Genome-wide association studies confirm FKBP51 as an important factor in stress-related diseases like depression. FKBP51 is a member of the immunophilin family and is incorporated into heterocomplexes with Hsp90 and its client proteins like steroid receptors or kinases. The large FKBPs are characterized by a PPIase, which is drug-inhibitable by binding either immunosuppressive agent FK506 or rapamycin. It is now firmly established that FKBP51 is a potent initiator of the glucocorticoid receptor. This function may explain why FKBP51 determines the efficiency of antidepressant treatment.
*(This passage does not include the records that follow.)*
use std::{fs, path::Path};
use util::{config, paths};

mod runner;

#[tokio::main]
async fn main() {
    let db_path = config::database_path();
    let url = if db_path.starts_with("sqlite:") {
        db_path.clone()
    } else {
        format!("sqlite://{db_path}?mode=rwc")
    };
    let args: Vec<String> = std::env::args().collect();

    match args.get(1).map(|s| s.as_str()) {
        Some("clean") => {
            remove_db_file(&db_path);
        }
        Some("fresh") => {
            remove_db_file(&db_path);
            create_db_dir(&db_path);
            runner::run_all_migrations(&url).await;
        }
        _ => {
            create_db_dir(&db_path);
            runner::run_all_migrations(&url).await;
        }
    }
}

fn remove_db_file(path: &str) {
    let db_path = Path::new(path);
    if db_path.exists() {
        fs::remove_file(db_path).expect("Failed to delete DB file");
        println!("Deleted DB: {}", db_path.display());
    } else {
        println!("DB file does not exist: {}", db_path.display());
    }

    // Uploaded logos point at rows that no longer exist
    let upload_root = paths::upload_root();
    if upload_root.exists() {
        fs::remove_dir_all(&upload_root).expect("Failed to delete uploaded files");
        println!("Deleted uploaded files: {}", upload_root.display());
    } else {
        println!("Upload root does not exist: {}", upload_root.display());
    }
}

fn create_db_dir(path: &str) {
    if let Some(parent) = Path::new(path).parent() {
        fs::create_dir_all(parent).expect("Failed to create DB directory");
    }
}
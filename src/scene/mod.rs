//! Scene-side collaborators of the viewport: entity ids, name lookup, and
//! a flat in-memory registry.
//!
//! The full engine world lives elsewhere; the viewport only needs to turn
//! the selected [`EntityId`] into a label.

mod entity;
mod registry;

pub use entity::{EntityId, EntityLookup};
pub use registry::EntityRegistry;
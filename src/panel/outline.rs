use crate::scene::{EntityId, EntityRegistry};

/// Draw the entity list. Clicking a row selects that entity.
pub fn show_outline(
    ctx: &egui::Context,
    open: &mut bool,
    registry: &EntityRegistry,
    selection: &mut Option<EntityId>,
) {
    let _ = egui::Window::new("Outline").open(open).show(ctx, |ui| {
        if registry.is_empty() {
            let _ = ui.weak("Scene is empty.");
            return;
        }
        for (id, name) in registry.iter() {
            let selected = *selection == Some(id);
            if ui.selectable_label(selected, name).clicked() && !selected {
                log::debug!("selected entity {id}");
                *selection = Some(id);
            }
        }
    });
}
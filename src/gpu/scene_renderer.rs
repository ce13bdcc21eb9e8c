//! wgpu implementation of [`SceneRenderer`].

use glam::Vec3;
use wgpu::util::DeviceExt;

use super::pipeline_helpers::{create_screen_space_pipeline, uniform_buffer};
use super::render_context::RenderContext;
use super::texture::{RenderTarget, TARGET_FORMAT};
use crate::camera::{Camera, CameraUniform};
use crate::error::ViewportError;
use crate::options::Options;
use crate::renderer::{FrameParams, PanelSize, SceneRenderer};

/// Offscreen target owned by the viewport panel.
pub struct GpuTarget {
    target: RenderTarget,
    generation: u64,
}

impl GpuTarget {
    /// Texture view to register with the UI backend.
    pub fn view(&self) -> &wgpu::TextureView {
        &self.target.view
    }

    /// Underlying texture (for read-back).
    pub fn texture(&self) -> &wgpu::Texture {
        &self.target.texture
    }

    /// Bumped every time the texture is reallocated. A host registering the
    /// view with its egui backend re-registers when this changes.
    pub fn generation(&self) -> u64 {
        self.generation
    }
}

/// Renders the editor scene (clear + ground grid) into offscreen targets.
pub struct WgpuSceneRenderer {
    context: RenderContext,
    camera_uniform: CameraUniform,
    camera_buffer: wgpu::Buffer,
    camera_bind_group: wgpu::BindGroup,
    grid_pipeline: wgpu::RenderPipeline,
    clear_color: wgpu::Color,
    znear: f32,
    zfar: f32,
    size: PanelSize,
    texture_id: egui::TextureId,
    next_generation: u64,
}

impl WgpuSceneRenderer {
    /// Build the renderer's GPU resources on `context`.
    pub fn new(context: RenderContext, options: &Options) -> Self {
        let camera_uniform = CameraUniform::new();
        let camera_buffer = context.device.create_buffer_init(
            &wgpu::util::BufferInitDescriptor {
                label: Some("Viewport Camera Buffer"),
                contents: bytemuck::cast_slice(&[camera_uniform]),
                usage: wgpu::BufferUsages::UNIFORM
                    | wgpu::BufferUsages::COPY_DST,
            },
        );

        let layout = context.device.create_bind_group_layout(
            &wgpu::BindGroupLayoutDescriptor {
                label: Some("Viewport Camera Layout"),
                entries: &[uniform_buffer(0)],
            },
        );
        let camera_bind_group =
            context.device.create_bind_group(&wgpu::BindGroupDescriptor {
                label: Some("Viewport Camera Bind Group"),
                layout: &layout,
                entries: &[wgpu::BindGroupEntry {
                    binding: 0,
                    resource: camera_buffer.as_entire_binding(),
                }],
            });

        let shader = context.device.create_shader_module(
            wgpu::ShaderModuleDescriptor {
                label: Some("Grid Shader"),
                source: wgpu::ShaderSource::Wgsl(
                    include_str!("../../assets/shaders/grid.wgsl").into(),
                ),
            },
        );
        let grid_pipeline = create_screen_space_pipeline(
            &context.device,
            "Grid",
            &shader,
            TARGET_FORMAT,
            Some(wgpu::BlendState::ALPHA_BLENDING),
            &[&layout],
        );

        let [r, g, b, a] = options.viewport.clear_color;
        Self {
            context,
            camera_uniform,
            camera_buffer,
            camera_bind_group,
            grid_pipeline,
            clear_color: wgpu::Color {
                r: f64::from(r),
                g: f64::from(g),
                b: f64::from(b),
                a: f64::from(a),
            },
            znear: options.camera.znear,
            zfar: options.camera.zfar,
            size: PanelSize::default(),
            texture_id: egui::TextureId::default(),
            next_generation: 0,
        }
    }

    /// The device and queue this renderer draws with.
    pub fn context(&self) -> &RenderContext {
        &self.context
    }

    /// Set the handle the host's egui backend assigned to the current
    /// target view.
    pub fn set_texture_id(&mut self, id: egui::TextureId) {
        self.texture_id = id;
    }

    /// Output viewport size from the last [`SceneRenderer::resize`].
    pub fn size(&self) -> PanelSize {
        self.size
    }

    fn allocate(
        &mut self,
        size: PanelSize,
    ) -> Result<GpuTarget, ViewportError> {
        let size = size.at_least_one();
        let max = self.context.max_texture_dimension();
        if size.width > max || size.height > max {
            log::warn!(
                "rejecting {}x{} viewport target (max {max})",
                size.width,
                size.height
            );
            return Err(ViewportError::TargetTooLarge {
                width: size.width,
                height: size.height,
                max,
            });
        }
        let generation = self.next_generation;
        self.next_generation += 1;
        log::debug!(
            "allocating viewport target {}x{} (generation {generation})",
            size.width,
            size.height
        );
        Ok(GpuTarget {
            target: RenderTarget::new(&self.context.device, size),
            generation,
        })
    }
}

impl SceneRenderer for WgpuSceneRenderer {
    type Target = GpuTarget;

    fn create_target(
        &mut self,
        size: PanelSize,
    ) -> Result<GpuTarget, ViewportError> {
        self.allocate(size)
    }

    fn resize_target(
        &mut self,
        target: &mut GpuTarget,
        size: PanelSize,
    ) -> Result<(), ViewportError> {
        if target.target.size() == size.at_least_one() {
            return Ok(());
        }
        *target = self.allocate(size)?;
        Ok(())
    }

    fn target_size(&self, target: &GpuTarget) -> PanelSize {
        target.target.size()
    }

    fn resize(&mut self, size: PanelSize) {
        self.size = size;
    }

    fn render(
        &mut self,
        target: &GpuTarget,
        frame: &FrameParams,
    ) -> Result<(), ViewportError> {
        let camera = Camera {
            eye: frame.position,
            forward: frame.direction,
            up: Vec3::Y,
            aspect: frame.size.aspect(),
            fovy: frame.fov_degrees,
            znear: self.znear,
            zfar: self.zfar,
        };
        self.camera_uniform.update_view_proj(&camera);
        self.camera_uniform
            .update_frame_flags(frame.selected, frame.editor_mode);
        self.context.queue.write_buffer(
            &self.camera_buffer,
            0,
            bytemuck::cast_slice(&[self.camera_uniform]),
        );

        let mut encoder = self.context.create_encoder();
        {
            let mut pass =
                encoder.begin_render_pass(&wgpu::RenderPassDescriptor {
                    label: Some("Viewport Scene Pass"),
                    color_attachments: &[Some(
                        wgpu::RenderPassColorAttachment {
                            view: target.view(),
                            resolve_target: None,
                            ops: wgpu::Operations {
                                load: wgpu::LoadOp::Clear(self.clear_color),
                                store: wgpu::StoreOp::Store,
                            },
                            depth_slice: None,
                        },
                    )],
                    depth_stencil_attachment: None,
                    ..Default::default()
                });
            if frame.editor_mode {
                pass.set_pipeline(&self.grid_pipeline);
                pass.set_bind_group(0, &self.camera_bind_group, &[]);
                pass.draw(0..3, 0..1);
            }
        }
        self.context.submit(encoder);
        log::trace!(
            "rendered viewport frame {}x{}",
            frame.size.width,
            frame.size.height
        );
        Ok(())
    }

    fn texture_id(&self, _target: &GpuTarget) -> egui::TextureId {
        self.texture_id
    }
}
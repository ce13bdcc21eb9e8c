use rustc_hash::FxHashMap;

use super::entity::{EntityId, EntityLookup};
use crate::error::ViewportError;

/// Flat in-memory id → name storage.
///
/// Stands in for the engine world when the editor runs standalone and in
/// tests. Ids are allocated monotonically and never reused.
#[derive(Debug, Clone, Default)]
pub struct EntityRegistry {
    names: FxHashMap<EntityId, String>,
    next_id: u32,
}

impl EntityRegistry {
    /// Create an empty registry.
    #[must_use]
    pub fn new() -> Self {
        Self::default()
    }

    /// Add an entity and return its id.
    ///
    /// # Errors
    ///
    /// [`ViewportError::EntityIdsExhausted`] once every id has been handed
    /// out.
    pub fn spawn(
        &mut self,
        name: impl Into<String>,
    ) -> Result<EntityId, ViewportError> {
        let next = self
            .next_id
            .checked_add(1)
            .ok_or(ViewportError::EntityIdsExhausted)?;
        let id = EntityId(self.next_id);
        self.next_id = next;
        let _ = self.names.insert(id, name.into());
        Ok(id)
    }

    /// Remove an entity. Returns its name if it existed.
    pub fn despawn(&mut self, id: EntityId) -> Option<String> {
        self.names.remove(&id)
    }

    /// Rename an entity. Blank names are rejected.
    ///
    /// Returns `true` if the name changed.
    pub fn rename(&mut self, id: EntityId, name: &str) -> bool {
        let name = name.trim();
        if name.is_empty() {
            return false;
        }
        match self.names.get_mut(&id) {
            Some(current) if current.as_str() != name => {
                name.clone_into(current);
                true
            }
            _ => false,
        }
    }

    /// Number of live entities.
    #[must_use]
    pub fn len(&self) -> usize {
        self.names.len()
    }

    /// Whether the registry is empty.
    #[must_use]
    pub fn is_empty(&self) -> bool {
        self.names.is_empty()
    }

    /// Entities in ascending id order.
    pub fn iter(&self) -> impl Iterator<Item = (EntityId, &str)> {
        let mut entries: Vec<_> = self
            .names
            .iter()
            .map(|(id, name)| (*id, name.as_str()))
            .collect();
        entries.sort_by_key(|(id, _)| *id);
        entries.into_iter()
    }
}

impl EntityLookup for EntityRegistry {
    fn entity_name(&self, id: EntityId) -> Option<&str> {
        self.names.get(&id).map(String::as_str)
    }
}

#[cfg(test)]
mod tests {
    use super::*;

    #[test]
    fn spawn_fails_once_ids_run_out() {
        let mut registry = EntityRegistry {
            names: FxHashMap::default(),
            next_id: u32::MAX - 1,
        };
        let last = registry.spawn("last").unwrap();
        assert_eq!(last, EntityId(u32::MAX - 1));
        assert!(matches!(
            registry.spawn("overflow"),
            Err(ViewportError::EntityIdsExhausted)
        ));
        assert_eq!(registry.len(), 1);
        assert_eq!(registry.entity_name(last), Some("last"));
    }

    #[test]
    fn spawn_allocates_increasing_ids() {
        let mut registry = EntityRegistry::new();
        let cam = registry.spawn("cam").unwrap();
        let teapot = registry.spawn("teapot").unwrap();
        assert!(teapot > cam);
        assert_eq!(registry.entity_name(teapot), Some("teapot"));
        assert_eq!(registry.len(), 2);
    }

    #[test]
    fn ids_are_not_reused_after_despawn() {
        let mut registry = EntityRegistry::new();
        let first = registry.spawn("a").unwrap();
        assert_eq!(registry.despawn(first).as_deref(), Some("a"));
        let second = registry.spawn("b").unwrap();
        assert_ne!(first, second);
        assert!(!registry.contains(first));
    }

    #[test]
    fn rename_rejects_blank_names() {
        let mut registry = EntityRegistry::new();
        let id = registry.spawn("light").unwrap();
        assert!(!registry.rename(id, "   "));
        assert!(registry.rename(id, " sun "));
        assert_eq!(registry.entity_name(id), Some("sun"));
        assert!(!registry.rename(id, "sun"));
        assert!(!registry.rename(EntityId(99), "ghost"));
    }

    #[test]
    fn iter_is_sorted_by_id() {
        let mut registry = EntityRegistry::new();
        for name in ["c", "a", "b"] {
            let _ = registry.spawn(name).unwrap();
        }
        let names: Vec<_> = registry.iter().map(|(_, name)| name).collect();
        assert_eq!(names, ["c", "a", "b"]);
    }
}
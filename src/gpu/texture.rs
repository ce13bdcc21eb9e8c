//! Offscreen color target the scene is rendered into.

use crate::renderer::PanelSize;

/// Color format of every viewport target.
pub const TARGET_FORMAT: wgpu::TextureFormat =
    wgpu::TextureFormat::Rgba8UnormSrgb;

/// A render-target texture and its default view.
///
/// Created with `RENDER_ATTACHMENT | TEXTURE_BINDING | COPY_SRC` so it can be
/// drawn into, sampled by the UI backend, and read back in tests.
pub struct RenderTarget {
    /// The underlying GPU texture.
    pub texture: wgpu::Texture,
    /// A default full-texture view.
    pub view: wgpu::TextureView,
    size: PanelSize,
}

impl RenderTarget {
    /// Create a render target. Zero dimensions are raised to one pixel.
    #[must_use]
    pub fn new(device: &wgpu::Device, size: PanelSize) -> Self {
        let size = size.at_least_one();
        let texture = device.create_texture(&wgpu::TextureDescriptor {
            label: Some("Viewport Target"),
            size: wgpu::Extent3d {
                width: size.width,
                height: size.height,
                depth_or_array_layers: 1,
            },
            mip_level_count: 1,
            sample_count: 1,
            dimension: wgpu::TextureDimension::D2,
            format: TARGET_FORMAT,
            usage: wgpu::TextureUsages::RENDER_ATTACHMENT
                | wgpu::TextureUsages::TEXTURE_BINDING
                | wgpu::TextureUsages::COPY_SRC,
            view_formats: &[],
        });
        let view = texture.create_view(&wgpu::TextureViewDescriptor::default());
        Self {
            texture,
            view,
            size,
        }
    }

    /// Allocated dimensions.
    pub fn size(&self) -> PanelSize {
        self.size
    }
}
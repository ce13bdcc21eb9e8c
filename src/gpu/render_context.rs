use std::fmt;

/// Errors that can occur during GPU context initialization.
#[derive(Debug)]
pub enum RenderContextError {
    /// No compatible GPU adapter found.
    AdapterRequest(wgpu::RequestAdapterError),
    /// GPU device request failed (limits or features not met).
    DeviceRequest(wgpu::RequestDeviceError),
}

impl fmt::Display for RenderContextError {
    fn fmt(&self, f: &mut fmt::Formatter<'_>) -> fmt::Result {
        match self {
            Self::AdapterRequest(e) => {
                write!(f, "no compatible GPU adapter found: {e}")
            }
            Self::DeviceRequest(e) => write!(f, "device request failed: {e}"),
        }
    }
}

impl std::error::Error for RenderContextError {
    fn source(&self) -> Option<&(dyn std::error::Error + 'static)> {
        match self {
            Self::AdapterRequest(e) => Some(e),
            Self::DeviceRequest(e) => Some(e),
        }
    }
}

/// Owns the wgpu device and queue the viewport renders with.
///
/// The viewport never presents to a window itself; its output is an
/// offscreen texture, so there is no surface here.
pub struct RenderContext {
    /// The wgpu logical device.
    pub device: wgpu::Device,
    /// The wgpu command queue.
    pub queue: wgpu::Queue,
}

impl RenderContext {
    /// Request an adapter and device with no presentation surface.
    ///
    /// # Errors
    ///
    /// Returns `RenderContextError` if no adapter is available or the
    /// device request fails.
    pub async fn headless() -> Result<Self, RenderContextError> {
        let instance = wgpu::Instance::default();
        let adapter = instance
            .request_adapter(&wgpu::RequestAdapterOptions {
                power_preference: wgpu::PowerPreference::HighPerformance,
                ..Default::default()
            })
            .await
            .map_err(RenderContextError::AdapterRequest)?;

        let info = adapter.get_info();
        log::debug!(
            "viewport adapter: {} ({:?})",
            info.name,
            info.backend
        );

        let (device, queue) = adapter
            .request_device(&wgpu::DeviceDescriptor {
                label: Some("Viewport Device"),
                required_features: wgpu::Features::empty(),
                required_limits: wgpu::Limits::default(),
                ..Default::default()
            })
            .await
            .map_err(RenderContextError::DeviceRequest)?;

        Ok(Self::from_device(device, queue))
    }

    /// Wrap an externally-owned device and queue, typically the ones the
    /// host's egui backend already renders with.
    #[must_use]
    pub fn from_device(device: wgpu::Device, queue: wgpu::Queue) -> Self {
        Self { device, queue }
    }

    /// Largest width or height a 2D texture may have on this device.
    pub fn max_texture_dimension(&self) -> u32 {
        self.device.limits().max_texture_dimension_2d
    }

    /// Create a new command encoder for recording GPU commands.
    pub fn create_encoder(&self) -> wgpu::CommandEncoder {
        self.device
            .create_command_encoder(&wgpu::CommandEncoderDescriptor {
                label: Some("Viewport Encoder"),
            })
    }

    /// Finish the encoder and submit its command buffer to the GPU queue.
    pub fn submit(&self, encoder: wgpu::CommandEncoder) {
        let _ = self.queue.submit(std::iter::once(encoder.finish()));
    }
}
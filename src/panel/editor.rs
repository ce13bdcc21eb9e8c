use super::inspector::InspectorPanel;
use super::menu::PanelSet;
use super::outline::show_outline;
use super::viewport::ViewportPanel;
use crate::error::ViewportError;
use crate::input::InputEvent;
use crate::options::Options;
use crate::renderer::SceneRenderer;
use crate::scene::{EntityId, EntityRegistry};

/// The scene window plus the panels around it, sharing one selection.
pub struct Editor<R: SceneRenderer> {
    viewport: ViewportPanel<R>,
    registry: EntityRegistry,
    selection: Option<EntityId>,
    panels: PanelSet,
    inspector: InspectorPanel,
}

impl<R: SceneRenderer> Editor<R> {
    /// Create an editor over `registry`.
    ///
    /// # Errors
    ///
    /// Fails if the viewport target cannot be allocated.
    pub fn new(
        renderer: &mut R,
        options: &Options,
        registry: EntityRegistry,
    ) -> Result<Self, ViewportError> {
        Ok(Self {
            viewport: ViewportPanel::new(renderer, options)?,
            registry,
            selection: None,
            panels: PanelSet::default(),
            inspector: InspectorPanel::new(),
        })
    }

    /// Forward an input event to the viewport.
    pub fn handle_event(&mut self, event: &InputEvent) {
        self.viewport.handle_event(event);
    }

    /// Per-frame viewport update with the current selection.
    ///
    /// # Errors
    ///
    /// Propagates viewport render failures.
    pub fn update(&mut self, renderer: &mut R) -> Result<(), ViewportError> {
        self.viewport.update(renderer, self.selection)
    }

    /// Draw the menu bar and every open window.
    pub fn show(&mut self, ctx: &egui::Context, renderer: &R) {
        self.panels.show_menu(ctx, self.viewport.open_mut());
        show_outline(
            ctx,
            &mut self.panels.outline,
            &self.registry,
            &mut self.selection,
        );
        self.inspector.show(
            ctx,
            &mut self.panels.inspector,
            &mut self.registry,
            self.selection,
        );
        self.viewport
            .show(ctx, renderer, &self.registry, self.selection);
    }

    /// Current selection.
    pub fn selection(&self) -> Option<EntityId> {
        self.selection
    }

    /// Replace the selection.
    pub fn select(&mut self, selection: Option<EntityId>) {
        self.selection = selection;
    }

    /// The scene window.
    pub fn viewport(&self) -> &ViewportPanel<R> {
        &self.viewport
    }

    /// Mutable access to the scene window.
    pub fn viewport_mut(&mut self) -> &mut ViewportPanel<R> {
        &mut self.viewport
    }

    /// Entities shown in the outline.
    pub fn registry(&self) -> &EntityRegistry {
        &self.registry
    }

    /// Mutable access to the entities.
    pub fn registry_mut(&mut self) -> &mut EntityRegistry {
        &mut self.registry
    }

    /// Auxiliary panel open flags.
    pub fn panels_mut(&mut self) -> &mut PanelSet {
        &mut self.panels
    }
}
// -- Lint policy ---------------------------------------------------------
// Crate-wide lints. Cargo.toml mirrors these for tools that read it.

// Broad lint groups
#![deny(clippy::all)]
#![deny(clippy::pedantic)]
#![deny(clippy::nursery)]
// Documentation
#![deny(missing_docs)]
#![deny(rustdoc::broken_intra_doc_links)]
#![deny(rustdoc::private_intra_doc_links)]
// No panicking in library code
#![deny(clippy::unwrap_used)]
#![deny(clippy::expect_used)]
#![deny(clippy::panic)]
// No debug/print artifacts
#![deny(clippy::dbg_macro)]
#![deny(clippy::print_stdout)]
#![deny(clippy::print_stderr)]
// Import hygiene
#![deny(clippy::wildcard_imports)]
// Clone / pass-by-value hygiene
#![deny(clippy::needless_pass_by_value)]
#![deny(clippy::implicit_clone)]
// String hygiene
#![deny(clippy::str_to_string)]
// Unused / redundant code
#![deny(unused_results)]
#![deny(unused_qualifications)]
// Cast hygiene
#![deny(trivial_casts)]
#![deny(trivial_numeric_casts)]

//! Editor scene viewport: a free-fly camera rendered offscreen and shown in
//! an egui window.
//!
//! # Key entry points
//!
//! - [`panel::ViewportPanel`] - the scene window, driven once per frame via
//!   `new` / `handle_event` / `update` / `show`
//! - [`renderer::SceneRenderer`] - what the panel renders through
//! - [`gpu::WgpuSceneRenderer`] - the wgpu implementation
//! - [`options::Options`] - camera, viewport and key binding configuration
//! - [`panel::Editor`] - viewport plus outline, inspector and window menu
//!
//! # Frame lifecycle
//!
//! Everything runs on the main thread, in order: every queued
//! [`input::InputEvent`] goes through `handle_event`, then `update` moves
//! the camera and renders into the offscreen target, then `show` draws the
//! window and measures the panel size and focus used by the next `update`.

pub mod camera;
pub mod error;
pub mod gpu;
pub mod input;
pub mod options;
pub mod panel;
pub mod renderer;
pub mod scene;

pub use error::ViewportError;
To shed more light on potential actions of FKBP51 that could explain how it accelerates improvement by antidepressants, this project explores a potential influence of FKBP51 on the phosphatase calcineurin (CaN). CaN dephosphorylates members of NFAT transcription factors, which have been implicated in the actions of antidepressants. For investigation of more direct physical interaction, co-immunoprecipitation experiments with a series of FLAG-tagged FKBP51 mutants, transfected into COS-7 cells were established. Initial results confirmed binding of FKBP51 to CaN also in the absence of FK506. To test the functional consequence of the interaction between FKBP51 and CaN, a reporter gene assay was performed, which showed a inhibiting effect of FKBP51 on NFAT-dependent promoters. These results point to a potential common pathway in the actions of antidepressants and FKBP51.